* **RECORDS PROVIDED**:

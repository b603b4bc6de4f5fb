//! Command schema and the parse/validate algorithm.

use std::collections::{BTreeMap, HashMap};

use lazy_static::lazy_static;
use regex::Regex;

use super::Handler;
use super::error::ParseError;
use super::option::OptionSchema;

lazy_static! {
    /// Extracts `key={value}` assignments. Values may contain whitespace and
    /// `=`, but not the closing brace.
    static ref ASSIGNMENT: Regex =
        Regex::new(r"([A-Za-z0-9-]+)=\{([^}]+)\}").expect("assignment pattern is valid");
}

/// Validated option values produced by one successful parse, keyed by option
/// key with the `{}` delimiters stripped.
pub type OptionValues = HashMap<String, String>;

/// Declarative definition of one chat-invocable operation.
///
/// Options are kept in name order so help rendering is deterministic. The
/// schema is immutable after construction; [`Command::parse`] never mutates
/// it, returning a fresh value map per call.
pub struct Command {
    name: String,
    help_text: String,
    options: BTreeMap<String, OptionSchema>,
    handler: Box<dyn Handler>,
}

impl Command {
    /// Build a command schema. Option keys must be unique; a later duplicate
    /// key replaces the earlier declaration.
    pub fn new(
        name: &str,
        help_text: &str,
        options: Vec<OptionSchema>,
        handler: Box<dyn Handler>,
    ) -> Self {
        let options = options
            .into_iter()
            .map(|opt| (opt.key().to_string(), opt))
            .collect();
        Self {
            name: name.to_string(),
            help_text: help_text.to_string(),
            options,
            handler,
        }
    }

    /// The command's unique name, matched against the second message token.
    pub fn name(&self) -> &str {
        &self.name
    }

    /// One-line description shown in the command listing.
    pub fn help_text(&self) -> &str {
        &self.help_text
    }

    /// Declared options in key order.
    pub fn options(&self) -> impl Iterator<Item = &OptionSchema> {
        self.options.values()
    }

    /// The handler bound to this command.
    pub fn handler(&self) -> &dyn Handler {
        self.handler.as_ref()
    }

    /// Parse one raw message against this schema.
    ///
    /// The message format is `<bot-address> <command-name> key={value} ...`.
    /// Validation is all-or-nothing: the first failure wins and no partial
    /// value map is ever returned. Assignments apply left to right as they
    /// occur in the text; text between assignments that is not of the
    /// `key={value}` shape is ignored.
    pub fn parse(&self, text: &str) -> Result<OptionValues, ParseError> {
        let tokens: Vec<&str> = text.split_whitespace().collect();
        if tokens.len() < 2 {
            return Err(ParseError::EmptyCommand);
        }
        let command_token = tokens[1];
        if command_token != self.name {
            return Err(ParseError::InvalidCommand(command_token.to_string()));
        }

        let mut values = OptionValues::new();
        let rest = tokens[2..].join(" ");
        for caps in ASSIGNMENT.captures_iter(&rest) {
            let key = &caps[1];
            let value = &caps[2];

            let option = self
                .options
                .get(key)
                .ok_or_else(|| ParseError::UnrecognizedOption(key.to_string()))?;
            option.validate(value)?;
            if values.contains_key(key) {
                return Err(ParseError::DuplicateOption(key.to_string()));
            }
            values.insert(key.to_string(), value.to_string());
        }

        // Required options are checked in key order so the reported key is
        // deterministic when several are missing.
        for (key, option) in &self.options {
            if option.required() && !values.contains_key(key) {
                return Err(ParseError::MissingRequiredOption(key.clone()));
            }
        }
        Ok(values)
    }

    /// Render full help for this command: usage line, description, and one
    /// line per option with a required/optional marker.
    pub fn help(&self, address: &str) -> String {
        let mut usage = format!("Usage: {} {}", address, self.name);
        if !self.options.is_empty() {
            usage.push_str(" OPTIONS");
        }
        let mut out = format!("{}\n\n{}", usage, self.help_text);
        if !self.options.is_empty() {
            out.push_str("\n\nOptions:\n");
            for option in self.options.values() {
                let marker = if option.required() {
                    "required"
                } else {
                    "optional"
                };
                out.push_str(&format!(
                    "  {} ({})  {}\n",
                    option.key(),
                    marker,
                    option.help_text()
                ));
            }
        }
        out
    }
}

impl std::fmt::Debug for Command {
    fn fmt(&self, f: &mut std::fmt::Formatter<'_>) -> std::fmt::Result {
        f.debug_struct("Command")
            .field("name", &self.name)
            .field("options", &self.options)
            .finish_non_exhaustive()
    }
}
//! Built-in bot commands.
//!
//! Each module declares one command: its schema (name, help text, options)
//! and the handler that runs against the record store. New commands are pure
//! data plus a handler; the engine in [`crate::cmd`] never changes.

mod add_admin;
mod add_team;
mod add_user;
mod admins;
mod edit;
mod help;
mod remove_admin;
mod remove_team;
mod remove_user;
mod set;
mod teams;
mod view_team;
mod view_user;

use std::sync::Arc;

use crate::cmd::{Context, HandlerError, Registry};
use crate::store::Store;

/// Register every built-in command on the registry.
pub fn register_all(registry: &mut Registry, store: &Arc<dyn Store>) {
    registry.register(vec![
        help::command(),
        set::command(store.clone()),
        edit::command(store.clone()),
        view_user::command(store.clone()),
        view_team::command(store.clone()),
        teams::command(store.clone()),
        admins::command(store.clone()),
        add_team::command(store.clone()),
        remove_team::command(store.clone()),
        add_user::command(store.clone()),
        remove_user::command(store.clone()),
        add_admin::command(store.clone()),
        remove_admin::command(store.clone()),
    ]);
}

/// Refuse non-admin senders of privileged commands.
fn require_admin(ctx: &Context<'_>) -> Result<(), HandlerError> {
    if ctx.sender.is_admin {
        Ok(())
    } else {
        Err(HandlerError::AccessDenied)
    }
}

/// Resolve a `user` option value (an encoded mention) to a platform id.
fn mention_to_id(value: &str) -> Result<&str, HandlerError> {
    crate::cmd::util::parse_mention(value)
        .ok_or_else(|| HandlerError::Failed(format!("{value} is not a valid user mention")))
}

* **TO DO**:
Each line of the material should be echoed exactly.

* **ANSWER BELOW**:
repository b603b4bc6de4f5fb
//! Command schema and the parse/validate algorithm.

use std::collections::{BTreeMap, HashMap};

use lazy_static::lazy_static;
use regex::Regex;

use super::Handler;
use super::error::ParseError;
use super::option::OptionSchema;

lazy_static! {
    /// Extracts `key={value}` assignments. Values may contain whitespace and
    /// `=`, but not the closing brace.
    static ref ASSIGNMENT: Regex =
        Regex::new(r"([A-Za-z0-9-]+)=\{([^}]+)\}").expect("assignment pattern is valid");
}

/// Validated option values produced by one successful parse, keyed by option
/// key with the `{}` delimiters stripped.
pub type OptionValues = HashMap<String, String>;

/// Declarative definition of one chat-invocable operation.
///
/// Options are kept in name order so help rendering is deterministic. The
/// schema is immutable after construction; [`Command::parse`] never mutates
/// it, returning a fresh value map per call.
pub struct Command {
    name: String,
    help_text: String,
    options: BTreeMap<String, OptionSchema>,
    handler: Box<dyn Handler>,
}

impl Command {
    /// Build a command schema. Option keys must be unique; a later duplicate
    /// key replaces the earlier declaration.
    pub fn new(
        name: &str,
        help_text: &str,
        options: Vec<OptionSchema>,
        handler: Box<dyn Handler>,
    ) -> Self {
        let options = options
            .into_iter()
            .map(|opt| (opt.key().to_string(), opt))
            .collect();
        Self {
            name: name.to_string(),
            help_text: help_text.to_string(),
            options,
            handler,
        }
    }

    /// The command's unique name, matched against the second message token.
    pub fn name(&self) -> &str {
        &self.name
    }

    /// One-line description shown in the command listing.
    pub fn help_text(&self) -> &str {
        &self.help_text
    }

    /// Declared options in key order.
    pub fn options(&self) -> impl Iterator<Item = &OptionSchema> {
        self.options.values()
    }

    /// The handler bound to this command.
    pub fn handler(&self) -> &dyn Handler {
        self.handler.as_ref()
    }

    /// Parse one raw message against this schema.
    ///
    /// The message format is `<bot-address> <command-name> key={value} ...`.
    /// Validation is all-or-nothing: the first failure wins and no partial
    /// value map is ever returned. Assignments apply left to right as they
    /// occur in the text; text between assignments that is not of the
    /// `key={value}` shape is ignored.
    pub fn parse(&self, text: &str) -> Result<OptionValues, ParseError> {
        let tokens: Vec<&str> = text.split_whitespace().collect();
        if tokens.len() < 2 {
            return Err(ParseError::EmptyCommand);
        }
        let command_token = tokens[1];
        if command_token != self.name {
            return Err(ParseError::InvalidCommand(command_token.to_string()));
        }

        let mut values = OptionValues::new();
        let rest = tokens[2..].join(" ");
        for caps in ASSIGNMENT.captures_iter(&rest) {
            let key = &caps[1];
            let value = &caps[2];

            let option = self
                .options
                .get(key)
                .ok_or_else(|| ParseError::UnrecognizedOption(key.to_string()))?;
            option.validate(value)?;
            if values.contains_key(key) {
                return Err(ParseError::DuplicateOption(key.to_string()));
            }
            values.insert(key.to_string(), value.to_string());
        }

        // Required options are checked in key order so the reported key is
        // deterministic when several are missing.
        for (key, option) in &self.options {
            if option.required() && !values.contains_key(key) {
                return Err(ParseError::MissingRequiredOption(key.clone()));
            }
        }
        Ok(values)
    }

    /// Render full help for this command: usage line, description, and one
    /// line per option with a required/optional marker.
    pub fn help(&self, address: &str) -> String {
        let mut usage = format!("Usage: {} {}", address, self.name);
        if !self.options.is_empty() {
            usage.push_str(" OPTIONS");
        }
        let mut out = format!("{}\n\n{}", usage, self.help_text);
        if !self.options.is_empty() {
            out.push_str("\n\nOptions:\n");
            for option in self.options.values() {
                let marker = if option.required() {
                    "required"
                } else {
                    "optional"
                };
                out.push_str(&format!(
                    "  {} ({})  {}\n",
                    option.key(),
                    marker,
                    option.help_text()
                ));
            }
        }
        out
    }
}

impl std::fmt::Debug for Command {
    fn fmt(&self, f: &mut std::fmt::Formatter<'_>) -> std::fmt::Result {
        f.debug_struct("Command")
            .field("name", &self.name)
            .field("options", &self.options)
            .finish_non_exhaustive()
    }
}
//! Built-in bot commands.
//!
//! Each module declares one command: its schema (name, help text, options)
//! and the handler that runs against the record store. New commands are pure
//! data plus a handler; the engine in [`crate::cmd`] never changes.

mod add_admin;
mod add_team;
mod add_user;
mod admins;
mod edit;
mod help;
mod remove_admin;
mod remove_team;
mod remove_user;
mod set;
mod teams;
mod view_team;
mod view_user;

use std::sync::Arc;

use crate::cmd::{Context, HandlerError, Registry};
use crate::store::Store;

/// Register every built-in command on the registry.
pub fn register_all(registry: &mut Registry, store: &Arc<dyn Store>) {
    registry.register(vec![
        help::command(),
        set::command(store.clone()),
        edit::command(store.clone()),
        view_user::command(store.clone()),
        view_team::command(store.clone()),
        teams::command(store.clone()),
        admins::command(store.clone()),
        add_team::command(store.clone()),
        remove_team::command(store.clone()),
        add_user::command(store.clone()),
        remove_user::command(store.clone()),
        add_admin::command(store.clone()),
        remove_admin::command(store.clone()),
    ]);
}

/// Refuse non-admin senders of privileged commands.
fn require_admin(ctx: &Context<'_>) -> Result<(), HandlerError> {
    if ctx.sender.is_admin {
        Ok(())
    } else {
        Err(HandlerError::AccessDenied)
    }
}

/// Resolve a `user` option value (an encoded mention) to a platform id.
fn mention_to_id(value: &str) -> Result<&str, HandlerError> {
    crate::cmd::util::parse_mention(value)
        .ok_or_else(|| HandlerError::Failed(format!("{value} is not a valid user mention")))
}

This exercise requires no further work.